Stored data entries
⁂

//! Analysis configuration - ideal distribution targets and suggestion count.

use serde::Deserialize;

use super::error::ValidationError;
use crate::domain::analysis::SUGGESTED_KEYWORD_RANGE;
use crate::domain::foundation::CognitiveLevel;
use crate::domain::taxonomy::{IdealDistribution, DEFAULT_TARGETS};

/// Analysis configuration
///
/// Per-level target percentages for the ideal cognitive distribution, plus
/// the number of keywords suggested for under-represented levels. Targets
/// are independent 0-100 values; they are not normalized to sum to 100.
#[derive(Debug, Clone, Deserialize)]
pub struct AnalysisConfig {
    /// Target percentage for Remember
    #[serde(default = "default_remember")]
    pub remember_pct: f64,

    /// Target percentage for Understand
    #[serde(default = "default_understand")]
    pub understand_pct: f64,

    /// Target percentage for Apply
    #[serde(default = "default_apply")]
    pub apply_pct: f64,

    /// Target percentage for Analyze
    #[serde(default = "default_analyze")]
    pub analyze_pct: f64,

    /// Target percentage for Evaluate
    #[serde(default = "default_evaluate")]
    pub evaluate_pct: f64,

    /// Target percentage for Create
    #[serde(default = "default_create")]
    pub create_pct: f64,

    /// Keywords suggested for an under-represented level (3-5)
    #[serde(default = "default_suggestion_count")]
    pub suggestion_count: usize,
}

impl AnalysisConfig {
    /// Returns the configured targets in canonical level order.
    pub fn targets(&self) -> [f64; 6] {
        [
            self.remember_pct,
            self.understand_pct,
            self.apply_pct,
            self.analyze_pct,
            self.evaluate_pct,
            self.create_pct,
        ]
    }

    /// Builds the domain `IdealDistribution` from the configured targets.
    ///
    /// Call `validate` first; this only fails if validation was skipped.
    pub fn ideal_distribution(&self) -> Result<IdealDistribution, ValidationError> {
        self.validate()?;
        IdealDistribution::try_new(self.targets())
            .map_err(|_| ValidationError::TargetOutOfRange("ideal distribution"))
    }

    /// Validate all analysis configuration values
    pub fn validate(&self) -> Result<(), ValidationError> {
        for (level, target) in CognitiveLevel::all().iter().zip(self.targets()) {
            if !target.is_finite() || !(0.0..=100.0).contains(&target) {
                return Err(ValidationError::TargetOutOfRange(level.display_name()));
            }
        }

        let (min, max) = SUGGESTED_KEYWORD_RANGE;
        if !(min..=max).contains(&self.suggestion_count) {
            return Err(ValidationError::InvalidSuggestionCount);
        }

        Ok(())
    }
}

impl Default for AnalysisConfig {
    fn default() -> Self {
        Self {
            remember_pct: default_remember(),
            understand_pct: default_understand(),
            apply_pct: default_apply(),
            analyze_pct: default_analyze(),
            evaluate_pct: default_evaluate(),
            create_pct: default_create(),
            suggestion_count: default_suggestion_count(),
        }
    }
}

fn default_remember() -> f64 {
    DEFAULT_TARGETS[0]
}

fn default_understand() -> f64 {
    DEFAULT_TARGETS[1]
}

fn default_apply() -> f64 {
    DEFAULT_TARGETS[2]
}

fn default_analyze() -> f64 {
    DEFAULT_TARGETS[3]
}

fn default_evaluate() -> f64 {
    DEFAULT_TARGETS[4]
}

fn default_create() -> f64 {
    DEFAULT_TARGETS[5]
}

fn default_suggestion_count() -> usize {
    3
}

⁂

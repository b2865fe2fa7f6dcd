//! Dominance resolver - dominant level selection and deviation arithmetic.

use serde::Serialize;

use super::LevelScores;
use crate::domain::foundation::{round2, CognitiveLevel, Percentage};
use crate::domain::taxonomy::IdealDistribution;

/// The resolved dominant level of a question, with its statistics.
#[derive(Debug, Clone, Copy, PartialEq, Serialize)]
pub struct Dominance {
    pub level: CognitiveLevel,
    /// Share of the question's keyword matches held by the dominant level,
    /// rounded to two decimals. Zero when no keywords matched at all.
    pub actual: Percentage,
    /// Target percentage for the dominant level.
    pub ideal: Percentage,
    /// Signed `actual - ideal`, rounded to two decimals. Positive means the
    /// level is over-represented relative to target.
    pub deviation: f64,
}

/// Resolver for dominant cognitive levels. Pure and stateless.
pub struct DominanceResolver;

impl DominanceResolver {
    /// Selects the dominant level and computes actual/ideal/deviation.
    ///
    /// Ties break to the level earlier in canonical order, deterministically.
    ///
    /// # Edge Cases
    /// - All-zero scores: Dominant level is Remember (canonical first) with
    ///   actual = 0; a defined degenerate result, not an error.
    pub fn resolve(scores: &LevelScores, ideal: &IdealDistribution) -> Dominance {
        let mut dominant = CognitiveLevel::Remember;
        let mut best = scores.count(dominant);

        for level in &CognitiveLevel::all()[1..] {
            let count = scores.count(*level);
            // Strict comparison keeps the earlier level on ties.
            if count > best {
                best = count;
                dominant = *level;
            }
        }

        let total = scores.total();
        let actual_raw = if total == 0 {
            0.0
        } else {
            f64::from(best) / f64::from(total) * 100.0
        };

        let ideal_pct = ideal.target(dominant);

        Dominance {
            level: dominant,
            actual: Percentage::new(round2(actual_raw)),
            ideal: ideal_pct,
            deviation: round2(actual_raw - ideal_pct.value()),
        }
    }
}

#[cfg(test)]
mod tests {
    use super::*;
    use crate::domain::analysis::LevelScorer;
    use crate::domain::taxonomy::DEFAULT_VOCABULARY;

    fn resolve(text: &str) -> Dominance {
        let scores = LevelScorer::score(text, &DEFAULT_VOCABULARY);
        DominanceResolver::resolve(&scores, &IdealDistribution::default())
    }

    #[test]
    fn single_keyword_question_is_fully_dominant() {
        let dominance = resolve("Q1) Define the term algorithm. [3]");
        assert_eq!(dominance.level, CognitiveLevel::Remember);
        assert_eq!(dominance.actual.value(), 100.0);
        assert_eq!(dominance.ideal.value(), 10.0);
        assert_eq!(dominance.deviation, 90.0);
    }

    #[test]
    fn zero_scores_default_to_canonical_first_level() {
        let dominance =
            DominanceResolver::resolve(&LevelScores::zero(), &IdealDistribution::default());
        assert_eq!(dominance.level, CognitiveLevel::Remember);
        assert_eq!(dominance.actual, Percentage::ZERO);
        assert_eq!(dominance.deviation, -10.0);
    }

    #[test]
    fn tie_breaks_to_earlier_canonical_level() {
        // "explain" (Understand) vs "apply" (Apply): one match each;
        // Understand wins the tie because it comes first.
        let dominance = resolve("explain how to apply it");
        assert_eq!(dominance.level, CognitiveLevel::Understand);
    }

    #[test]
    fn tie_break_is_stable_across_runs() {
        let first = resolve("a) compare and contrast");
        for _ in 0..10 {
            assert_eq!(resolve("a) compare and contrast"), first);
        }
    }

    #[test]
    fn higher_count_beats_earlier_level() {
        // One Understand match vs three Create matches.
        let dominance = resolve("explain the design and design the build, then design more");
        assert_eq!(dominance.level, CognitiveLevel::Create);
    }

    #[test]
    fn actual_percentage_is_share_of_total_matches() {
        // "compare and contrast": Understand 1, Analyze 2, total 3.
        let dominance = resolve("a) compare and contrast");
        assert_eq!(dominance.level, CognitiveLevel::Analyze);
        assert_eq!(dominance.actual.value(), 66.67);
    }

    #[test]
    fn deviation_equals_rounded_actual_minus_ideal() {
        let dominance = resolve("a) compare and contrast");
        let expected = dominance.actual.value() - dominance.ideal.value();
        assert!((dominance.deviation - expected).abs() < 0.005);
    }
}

⁂

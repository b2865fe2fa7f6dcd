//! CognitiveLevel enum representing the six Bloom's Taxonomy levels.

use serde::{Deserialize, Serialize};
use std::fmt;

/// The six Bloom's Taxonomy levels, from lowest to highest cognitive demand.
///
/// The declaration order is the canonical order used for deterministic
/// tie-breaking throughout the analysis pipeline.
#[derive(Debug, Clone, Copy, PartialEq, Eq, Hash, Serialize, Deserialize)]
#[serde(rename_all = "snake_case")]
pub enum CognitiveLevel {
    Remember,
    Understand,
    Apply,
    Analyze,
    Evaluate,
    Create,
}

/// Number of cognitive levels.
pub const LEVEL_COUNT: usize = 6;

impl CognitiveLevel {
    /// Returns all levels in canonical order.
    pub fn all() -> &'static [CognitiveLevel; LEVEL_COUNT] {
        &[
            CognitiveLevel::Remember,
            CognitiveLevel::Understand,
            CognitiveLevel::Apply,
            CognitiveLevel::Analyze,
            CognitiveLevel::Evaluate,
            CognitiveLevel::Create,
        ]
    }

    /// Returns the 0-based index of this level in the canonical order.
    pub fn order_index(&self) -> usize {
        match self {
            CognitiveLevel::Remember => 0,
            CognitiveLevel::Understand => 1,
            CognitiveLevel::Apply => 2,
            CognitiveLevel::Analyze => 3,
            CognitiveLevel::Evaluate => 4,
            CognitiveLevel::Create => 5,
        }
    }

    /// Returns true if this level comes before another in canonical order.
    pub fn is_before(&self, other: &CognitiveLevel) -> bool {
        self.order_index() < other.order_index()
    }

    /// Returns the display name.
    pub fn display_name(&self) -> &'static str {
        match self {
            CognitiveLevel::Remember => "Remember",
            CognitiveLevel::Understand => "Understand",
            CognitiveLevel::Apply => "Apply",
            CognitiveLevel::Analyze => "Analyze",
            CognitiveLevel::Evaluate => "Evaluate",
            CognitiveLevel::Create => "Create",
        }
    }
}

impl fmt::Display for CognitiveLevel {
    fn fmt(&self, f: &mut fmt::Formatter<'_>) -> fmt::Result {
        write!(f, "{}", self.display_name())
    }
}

⁂

[Task directions] Your answer should be the lines above from the one containing "and suggestion count." through the one containing "under-represented levels. Targets", copied exactly and with both ends kept.

[Output of the exercise]
//! Analysis configuration - ideal distribution targets and suggestion count.

use serde::Deserialize;

use super::error::ValidationError;
use crate::domain::analysis::SUGGESTED_KEYWORD_RANGE;
use crate::domain::foundation::CognitiveLevel;
use crate::domain::taxonomy::{IdealDistribution, DEFAULT_TARGETS};

/// Analysis configuration
///
/// Per-level target percentages for the ideal cognitive distribution, plus
/// the number of keywords suggested for under-represented levels. Targets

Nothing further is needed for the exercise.